(Stored data)
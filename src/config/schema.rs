use anyhow::{bail, Result};
use serde::{Deserialize, Serialize};
use std::str::FromStr;

use crate::grading::PercentageFormula;

pub const DEFAULT_PRECISION: usize = 2;
pub const MAX_PRECISION: usize = 6;

/// Credit values offered when cycling a course's credits.
pub const DEFAULT_CREDIT_OPTIONS: [f64; 9] = [1.0, 1.5, 2.0, 2.5, 3.0, 3.5, 4.0, 4.5, 5.0];

/// User configuration.
///
/// Every field is optional; missing fields fall back to the defaults.
///
/// Example YAML:
/// ```yaml
/// precision: 2
/// default_formula: offset
/// credit_options: [1, 2, 3, 4]
/// theme: auto
/// ```
#[derive(Debug, Clone, Default, Deserialize, Serialize, PartialEq)]
#[serde(deny_unknown_fields)]
pub struct Config {
    /// Decimal places used when displaying results (default: 2)
    #[serde(default, skip_serializing_if = "Option::is_none")]
    pub precision: Option<usize>,

    /// Percentage formula preselected in the converter: linear, offset or fixed
    #[serde(default, skip_serializing_if = "Option::is_none")]
    pub default_formula: Option<String>,

    /// Credit values the TUI cycles through
    #[serde(default, skip_serializing_if = "Option::is_none")]
    pub credit_options: Option<Vec<f64>>,

    /// Terminal theme: auto, dark or light
    #[serde(default, skip_serializing_if = "Option::is_none")]
    pub theme: Option<String>,
}

impl Config {
    pub fn precision(&self) -> usize {
        self.precision
            .unwrap_or(DEFAULT_PRECISION)
            .min(MAX_PRECISION)
    }

    /// Configured formula, or linear when unset or unparseable.
    pub fn formula(&self) -> PercentageFormula {
        self.default_formula
            .as_deref()
            .and_then(|f| f.parse().ok())
            .unwrap_or_default()
    }

    pub fn credit_options(&self) -> Vec<f64> {
        match &self.credit_options {
            Some(options) if !options.is_empty() => options.clone(),
            _ => DEFAULT_CREDIT_OPTIONS.to_vec(),
        }
    }

    pub fn theme_mode(&self) -> ThemeMode {
        self.theme
            .as_deref()
            .and_then(|t| t.parse().ok())
            .unwrap_or_default()
    }
}

#[derive(Debug, Clone, Copy, PartialEq, Eq, Default)]
pub enum ThemeMode {
    #[default]
    Auto,
    Dark,
    Light,
}

impl FromStr for ThemeMode {
    type Err = anyhow::Error;

    fn from_str(s: &str) -> Result<Self> {
        match s.trim().to_ascii_lowercase().as_str() {
            "auto" => Ok(ThemeMode::Auto),
            "dark" => Ok(ThemeMode::Dark),
            "light" => Ok(ThemeMode::Light),
            other => bail!("Unknown theme '{}': expected auto, dark or light", other),
        }
    }
}

#[cfg(test)]
mod tests {
    use super::*;

    #[test]
    fn test_defaults() {
        let config = Config::default();
        assert_eq!(config.precision(), 2);
        assert_eq!(config.formula(), PercentageFormula::Linear);
        assert_eq!(config.credit_options(), DEFAULT_CREDIT_OPTIONS.to_vec());
        assert_eq!(config.theme_mode(), ThemeMode::Auto);
    }

    #[test]
    fn test_precision_is_capped() {
        let config = Config {
            precision: Some(12),
            ..Config::default()
        };
        assert_eq!(config.precision(), MAX_PRECISION);
    }

    #[test]
    fn test_empty_credit_options_fall_back() {
        let config = Config {
            credit_options: Some(vec![]),
            ..Config::default()
        };
        assert_eq!(config.credit_options().len(), DEFAULT_CREDIT_OPTIONS.len());
    }

    #[test]
    fn test_full_config_parse() {
        let yaml = r#"
precision: 3
default_formula: offset
credit_options: [1, 2, 3.5]
theme: light
"#;
        let config: Config = serde_saphyr::from_str(yaml).unwrap();
        assert_eq!(config.precision(), 3);
        assert_eq!(config.formula(), PercentageFormula::Offset);
        assert_eq!(config.credit_options(), vec![1.0, 2.0, 3.5]);
        assert_eq!(config.theme_mode(), ThemeMode::Light);
    }

    #[test]
    fn test_empty_config_parse() {
        let config: Config = serde_saphyr::from_str("{}").unwrap();
        assert_eq!(config, Config::default());
    }

    #[test]
    fn test_unknown_field_rejected() {
        let result: Result<Config, _> = serde_saphyr::from_str("colour: red\n");
        assert!(result.is_err());
    }

    #[test]
    fn test_config_serde_roundtrip() {
        let config = Config {
            precision: Some(1),
            default_formula: Some("fixed".to_string()),
            credit_options: Some(vec![2.0, 4.0]),
            theme: Some("dark".to_string()),
        };
        let yaml = serde_saphyr::to_string(&config).unwrap();
        let parsed: Config = serde_saphyr::from_str(&yaml).unwrap();
        assert_eq!(config, parsed);
    }

    #[test]
    fn test_theme_mode_parse() {
        assert_eq!("DARK".parse::<ThemeMode>().unwrap(), ThemeMode::Dark);
        assert!("sepia".parse::<ThemeMode>().is_err());
    }
}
(End Stored data)
Description of the task:
Precisely reproduce all the entries shown above.

Result:
filename src/config/schema.rs
use anyhow::{bail, Result};
use serde::{Deserialize, Serialize};
use std::str::FromStr;

use crate::grading::PercentageFormula;

pub const DEFAULT_PRECISION: usize = 2;
pub const MAX_PRECISION: usize = 6;

/// Credit values offered when cycling a course's credits.
pub const DEFAULT_CREDIT_OPTIONS: [f64; 9] = [1.0, 1.5, 2.0, 2.5, 3.0, 3.5, 4.0, 4.5, 5.0];

/// User configuration.
///
/// Every field is optional; missing fields fall back to the defaults.
///
/// Example YAML:
/// ```yaml
/// precision: 2
/// default_formula: offset
/// credit_options: [1, 2, 3, 4]
/// theme: auto
/// ```
#[derive(Debug, Clone, Default, Deserialize, Serialize, PartialEq)]
#[serde(deny_unknown_fields)]
pub struct Config {
    /// Decimal places used when displaying results (default: 2)
    #[serde(default, skip_serializing_if = "Option::is_none")]
    pub precision: Option<usize>,

    /// Percentage formula preselected in the converter: linear, offset or fixed
    #[serde(default, skip_serializing_if = "Option::is_none")]
    pub default_formula: Option<String>,

    /// Credit values the TUI cycles through
    #[serde(default, skip_serializing_if = "Option::is_none")]
    pub credit_options: Option<Vec<f64>>,

    /// Terminal theme: auto, dark or light
    #[serde(default, skip_serializing_if = "Option::is_none")]
    pub theme: Option<String>,
}

impl Config {
    pub fn precision(&self) -> usize {
        self.precision
            .unwrap_or(DEFAULT_PRECISION)
            .min(MAX_PRECISION)
    }

    /// Configured formula, or linear when unset or unparseable.
    pub fn formula(&self) -> PercentageFormula {
        self.default_formula
            .as_deref()
            .and_then(|f| f.parse().ok())
            .unwrap_or_default()
    }

    pub fn credit_options(&self) -> Vec<f64> {
        match &self.credit_options {
            Some(options) if !options.is_empty() => options.clone(),
            _ => DEFAULT_CREDIT_OPTIONS.to_vec(),
        }
    }

    pub fn theme_mode(&self) -> ThemeMode {
        self.theme
            .as_deref()
            .and_then(|t| t.parse().ok())
            .unwrap_or_default()
    }
}

#[derive(Debug, Clone, Copy, PartialEq, Eq, Default)]
pub enum ThemeMode {
    #[default]
    Auto,
    Dark,
    Light,
}

impl FromStr for ThemeMode {
    type Err = anyhow::Error;

    fn from_str(s: &str) -> Result<Self> {
        match s.trim().to_ascii_lowercase().as_str() {
            "auto" => Ok(ThemeMode::Auto),
            "dark" => Ok(ThemeMode::Dark),
            "light" => Ok(ThemeMode::Light),
            other => bail!("Unknown theme '{}': expected auto, dark or light", other),
        }
    }
}

#[cfg(test)]
mod tests {
    use super::*;

    #[test]
    fn test_defaults() {
        let config = Config::default();
        assert_eq!(config.precision(), 2);
        assert_eq!(config.formula(), PercentageFormula::Linear);
        assert_eq!(config.credit_options(), DEFAULT_CREDIT_OPTIONS.to_vec());
        assert_eq!(config.theme_mode(), ThemeMode::Auto);
    }

    #[test]
    fn test_precision_is_capped() {
        let config = Config {
            precision: Some(12),
            ..Config::default()
        };
        assert_eq!(config.precision(), MAX_PRECISION);
    }

    #[test]
    fn test_empty_credit_options_fall_back() {
        let config = Config {
            credit_options: Some(vec![]),
            ..Config::default()
        };
        assert_eq!(config.credit_options().len(), DEFAULT_CREDIT_OPTIONS.len());
    }

    #[test]
    fn test_full_config_parse() {
        let yaml = r#"
precision: 3
default_formula: offset
credit_options: [1, 2, 3.5]
theme: light
"#;
        let config: Config = serde_saphyr::from_str(yaml).unwrap();
        assert_eq!(config.precision(), 3);
        assert_eq!(config.formula(), PercentageFormula::Offset);
        assert_eq!(config.credit_options(), vec![1.0, 2.0, 3.5]);
        assert_eq!(config.theme_mode(), ThemeMode::Light);
    }

    #[test]
    fn test_empty_config_parse() {
        let config: Config = serde_saphyr::from_str("{}").unwrap();
        assert_eq!(config, Config::default());
    }

    #[test]
    fn test_unknown_field_rejected() {
        let result: Result<Config, _> = serde_saphyr::from_str("colour: red\n");
        assert!(result.is_err());
    }

    #[test]
    fn test_config_serde_roundtrip() {
        let config = Config {
            precision: Some(1),
            default_formula: Some("fixed".to_string()),
            credit_options: Some(vec![2.0, 4.0]),
            theme: Some("dark".to_string()),
        };
        let yaml = serde_saphyr::to_string(&config).unwrap();
        let parsed: Config = serde_saphyr::from_str(&yaml).unwrap();
        assert_eq!(config, parsed);
    }

    #[test]
    fn test_theme_mode_parse() {
        assert_eq!("DARK".parse::<ThemeMode>().unwrap(), ThemeMode::Dark);
        assert!("sepia".parse::<ThemeMode>().is_err());
    }
}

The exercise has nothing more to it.